### WHAT THE EXERCISE ASKS
From the entries, filter out every line that lacks "Clone" and copy the rest.

• • •

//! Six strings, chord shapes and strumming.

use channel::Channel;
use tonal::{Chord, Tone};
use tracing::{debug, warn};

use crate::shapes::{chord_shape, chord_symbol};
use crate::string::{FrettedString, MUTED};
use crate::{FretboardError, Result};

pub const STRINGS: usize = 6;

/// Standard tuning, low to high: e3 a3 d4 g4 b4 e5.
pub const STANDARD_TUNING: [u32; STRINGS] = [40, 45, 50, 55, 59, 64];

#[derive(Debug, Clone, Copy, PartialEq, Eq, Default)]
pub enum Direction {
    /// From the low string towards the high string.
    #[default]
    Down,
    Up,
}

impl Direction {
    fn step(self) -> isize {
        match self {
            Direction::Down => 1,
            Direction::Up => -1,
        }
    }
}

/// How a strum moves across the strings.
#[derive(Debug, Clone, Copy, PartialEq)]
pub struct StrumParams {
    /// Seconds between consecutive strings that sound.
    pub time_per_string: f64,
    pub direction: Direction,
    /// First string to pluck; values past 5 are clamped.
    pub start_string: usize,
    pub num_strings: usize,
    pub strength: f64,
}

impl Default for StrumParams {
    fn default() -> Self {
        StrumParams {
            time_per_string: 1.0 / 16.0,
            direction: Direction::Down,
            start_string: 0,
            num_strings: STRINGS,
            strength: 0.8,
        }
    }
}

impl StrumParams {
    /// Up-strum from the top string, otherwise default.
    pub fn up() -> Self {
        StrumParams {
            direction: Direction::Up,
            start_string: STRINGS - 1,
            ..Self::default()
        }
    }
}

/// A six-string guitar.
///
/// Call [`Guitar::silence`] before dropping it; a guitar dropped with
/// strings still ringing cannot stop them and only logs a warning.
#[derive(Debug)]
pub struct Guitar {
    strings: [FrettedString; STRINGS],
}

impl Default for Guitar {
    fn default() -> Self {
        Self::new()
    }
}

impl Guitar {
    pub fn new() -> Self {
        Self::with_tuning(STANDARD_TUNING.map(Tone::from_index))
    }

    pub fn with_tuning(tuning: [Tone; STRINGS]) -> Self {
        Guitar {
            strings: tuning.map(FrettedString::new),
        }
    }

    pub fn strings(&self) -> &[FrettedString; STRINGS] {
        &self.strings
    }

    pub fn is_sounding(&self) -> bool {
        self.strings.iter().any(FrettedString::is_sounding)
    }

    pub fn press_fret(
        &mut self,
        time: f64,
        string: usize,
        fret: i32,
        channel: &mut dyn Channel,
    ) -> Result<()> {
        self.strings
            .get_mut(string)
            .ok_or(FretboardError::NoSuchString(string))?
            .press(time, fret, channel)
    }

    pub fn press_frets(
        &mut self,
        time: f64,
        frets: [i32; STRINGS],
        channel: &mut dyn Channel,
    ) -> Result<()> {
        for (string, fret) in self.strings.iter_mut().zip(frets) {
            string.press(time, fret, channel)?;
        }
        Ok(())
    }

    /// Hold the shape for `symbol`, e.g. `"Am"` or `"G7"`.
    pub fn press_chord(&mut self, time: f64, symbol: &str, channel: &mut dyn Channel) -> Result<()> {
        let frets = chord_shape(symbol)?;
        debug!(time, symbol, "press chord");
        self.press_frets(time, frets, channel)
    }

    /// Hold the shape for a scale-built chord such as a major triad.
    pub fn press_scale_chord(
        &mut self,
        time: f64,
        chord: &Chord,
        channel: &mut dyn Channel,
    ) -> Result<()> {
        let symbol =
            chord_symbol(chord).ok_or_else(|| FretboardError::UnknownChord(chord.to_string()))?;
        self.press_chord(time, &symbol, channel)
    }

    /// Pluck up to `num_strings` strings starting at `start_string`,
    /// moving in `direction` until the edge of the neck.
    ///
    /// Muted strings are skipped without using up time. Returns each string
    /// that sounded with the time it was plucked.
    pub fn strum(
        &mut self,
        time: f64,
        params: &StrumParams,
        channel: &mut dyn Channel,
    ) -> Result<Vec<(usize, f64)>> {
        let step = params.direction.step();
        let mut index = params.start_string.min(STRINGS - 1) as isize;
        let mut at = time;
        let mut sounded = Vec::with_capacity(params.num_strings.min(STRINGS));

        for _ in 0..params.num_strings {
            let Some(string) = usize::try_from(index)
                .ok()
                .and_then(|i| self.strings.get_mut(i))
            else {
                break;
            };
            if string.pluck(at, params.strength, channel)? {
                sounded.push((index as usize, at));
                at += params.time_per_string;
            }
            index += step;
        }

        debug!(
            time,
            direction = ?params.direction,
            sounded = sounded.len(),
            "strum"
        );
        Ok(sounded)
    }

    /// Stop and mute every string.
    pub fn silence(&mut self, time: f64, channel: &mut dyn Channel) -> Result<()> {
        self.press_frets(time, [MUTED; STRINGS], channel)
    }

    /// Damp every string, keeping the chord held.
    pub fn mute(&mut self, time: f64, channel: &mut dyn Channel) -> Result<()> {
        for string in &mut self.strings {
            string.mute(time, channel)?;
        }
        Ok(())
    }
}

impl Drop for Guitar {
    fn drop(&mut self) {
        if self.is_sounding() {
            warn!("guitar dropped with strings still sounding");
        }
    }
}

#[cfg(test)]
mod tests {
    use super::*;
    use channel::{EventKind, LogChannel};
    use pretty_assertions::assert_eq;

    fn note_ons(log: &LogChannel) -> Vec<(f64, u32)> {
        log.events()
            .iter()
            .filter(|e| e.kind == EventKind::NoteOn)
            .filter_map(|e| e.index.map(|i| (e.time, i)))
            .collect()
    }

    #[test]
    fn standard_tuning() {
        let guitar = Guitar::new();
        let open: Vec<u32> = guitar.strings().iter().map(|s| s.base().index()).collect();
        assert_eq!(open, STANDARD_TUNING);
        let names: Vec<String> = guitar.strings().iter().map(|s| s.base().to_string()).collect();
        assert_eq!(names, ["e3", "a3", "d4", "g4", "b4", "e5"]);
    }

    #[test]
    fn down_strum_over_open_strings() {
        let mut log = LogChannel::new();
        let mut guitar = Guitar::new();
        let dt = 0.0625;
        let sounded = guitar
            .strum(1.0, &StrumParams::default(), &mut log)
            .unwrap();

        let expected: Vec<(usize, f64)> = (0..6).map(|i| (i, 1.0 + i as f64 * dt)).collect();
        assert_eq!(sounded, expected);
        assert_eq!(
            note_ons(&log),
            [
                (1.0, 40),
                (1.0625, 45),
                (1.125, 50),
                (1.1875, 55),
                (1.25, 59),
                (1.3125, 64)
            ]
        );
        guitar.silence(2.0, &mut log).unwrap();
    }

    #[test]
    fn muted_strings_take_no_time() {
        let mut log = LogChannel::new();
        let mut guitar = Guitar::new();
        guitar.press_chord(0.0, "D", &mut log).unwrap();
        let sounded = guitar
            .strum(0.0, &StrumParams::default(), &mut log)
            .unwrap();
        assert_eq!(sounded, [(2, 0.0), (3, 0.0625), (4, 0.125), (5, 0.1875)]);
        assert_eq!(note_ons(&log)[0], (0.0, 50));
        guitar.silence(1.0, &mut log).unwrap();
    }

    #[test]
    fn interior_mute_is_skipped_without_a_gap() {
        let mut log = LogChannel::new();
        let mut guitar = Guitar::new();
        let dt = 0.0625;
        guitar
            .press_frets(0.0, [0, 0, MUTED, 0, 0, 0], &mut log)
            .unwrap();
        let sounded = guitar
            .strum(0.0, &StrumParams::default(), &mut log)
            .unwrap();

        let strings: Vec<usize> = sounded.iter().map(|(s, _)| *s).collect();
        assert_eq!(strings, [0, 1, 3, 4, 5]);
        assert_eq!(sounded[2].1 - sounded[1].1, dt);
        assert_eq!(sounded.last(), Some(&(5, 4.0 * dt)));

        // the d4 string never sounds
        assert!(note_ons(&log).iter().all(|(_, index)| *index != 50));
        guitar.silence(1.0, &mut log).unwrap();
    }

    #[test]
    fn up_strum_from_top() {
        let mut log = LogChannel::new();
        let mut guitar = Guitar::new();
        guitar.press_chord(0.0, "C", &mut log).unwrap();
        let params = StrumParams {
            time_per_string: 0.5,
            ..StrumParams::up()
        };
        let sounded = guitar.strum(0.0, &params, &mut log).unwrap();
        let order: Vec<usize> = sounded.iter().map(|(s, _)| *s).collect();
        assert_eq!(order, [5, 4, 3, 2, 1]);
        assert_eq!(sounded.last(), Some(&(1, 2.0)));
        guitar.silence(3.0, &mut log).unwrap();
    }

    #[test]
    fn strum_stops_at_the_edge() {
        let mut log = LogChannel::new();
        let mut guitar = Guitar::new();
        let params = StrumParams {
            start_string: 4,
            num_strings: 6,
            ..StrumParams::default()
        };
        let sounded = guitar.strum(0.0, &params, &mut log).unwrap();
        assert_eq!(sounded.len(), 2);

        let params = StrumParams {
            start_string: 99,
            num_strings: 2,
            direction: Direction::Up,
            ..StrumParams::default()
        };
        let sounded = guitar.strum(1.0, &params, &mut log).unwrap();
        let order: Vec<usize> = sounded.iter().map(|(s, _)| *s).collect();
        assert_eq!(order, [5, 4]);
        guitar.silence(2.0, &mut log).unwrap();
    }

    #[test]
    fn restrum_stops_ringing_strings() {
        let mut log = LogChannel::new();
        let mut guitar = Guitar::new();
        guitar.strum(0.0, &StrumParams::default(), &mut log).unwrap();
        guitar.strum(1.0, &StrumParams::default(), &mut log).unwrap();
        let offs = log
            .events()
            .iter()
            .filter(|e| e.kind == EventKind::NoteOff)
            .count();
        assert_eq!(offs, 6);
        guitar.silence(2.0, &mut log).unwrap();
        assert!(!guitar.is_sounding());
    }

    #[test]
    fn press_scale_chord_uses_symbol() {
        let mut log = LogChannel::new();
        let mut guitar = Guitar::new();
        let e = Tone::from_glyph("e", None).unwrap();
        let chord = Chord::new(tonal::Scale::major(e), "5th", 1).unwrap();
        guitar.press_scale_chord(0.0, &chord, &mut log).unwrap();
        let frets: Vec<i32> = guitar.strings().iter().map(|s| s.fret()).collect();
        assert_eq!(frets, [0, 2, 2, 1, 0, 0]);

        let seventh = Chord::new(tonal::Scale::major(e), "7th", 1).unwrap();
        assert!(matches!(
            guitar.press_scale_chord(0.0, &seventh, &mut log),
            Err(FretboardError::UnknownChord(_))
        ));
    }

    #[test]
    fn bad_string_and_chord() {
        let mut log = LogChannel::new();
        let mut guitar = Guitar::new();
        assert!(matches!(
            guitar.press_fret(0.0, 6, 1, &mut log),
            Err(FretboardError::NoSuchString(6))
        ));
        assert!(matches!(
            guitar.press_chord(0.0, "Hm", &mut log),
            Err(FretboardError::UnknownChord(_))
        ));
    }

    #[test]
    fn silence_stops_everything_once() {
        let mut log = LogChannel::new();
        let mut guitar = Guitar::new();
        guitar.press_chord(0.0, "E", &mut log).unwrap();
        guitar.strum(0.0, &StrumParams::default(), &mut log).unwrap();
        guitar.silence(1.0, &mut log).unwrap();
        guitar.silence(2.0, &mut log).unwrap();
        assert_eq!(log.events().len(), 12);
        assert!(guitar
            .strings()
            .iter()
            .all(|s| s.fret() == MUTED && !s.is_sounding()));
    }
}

• • •

### EXERCISE RESULT
#[derive(Debug, Clone, Copy, PartialEq, Eq, Default)]
#[derive(Debug, Clone, Copy, PartialEq)]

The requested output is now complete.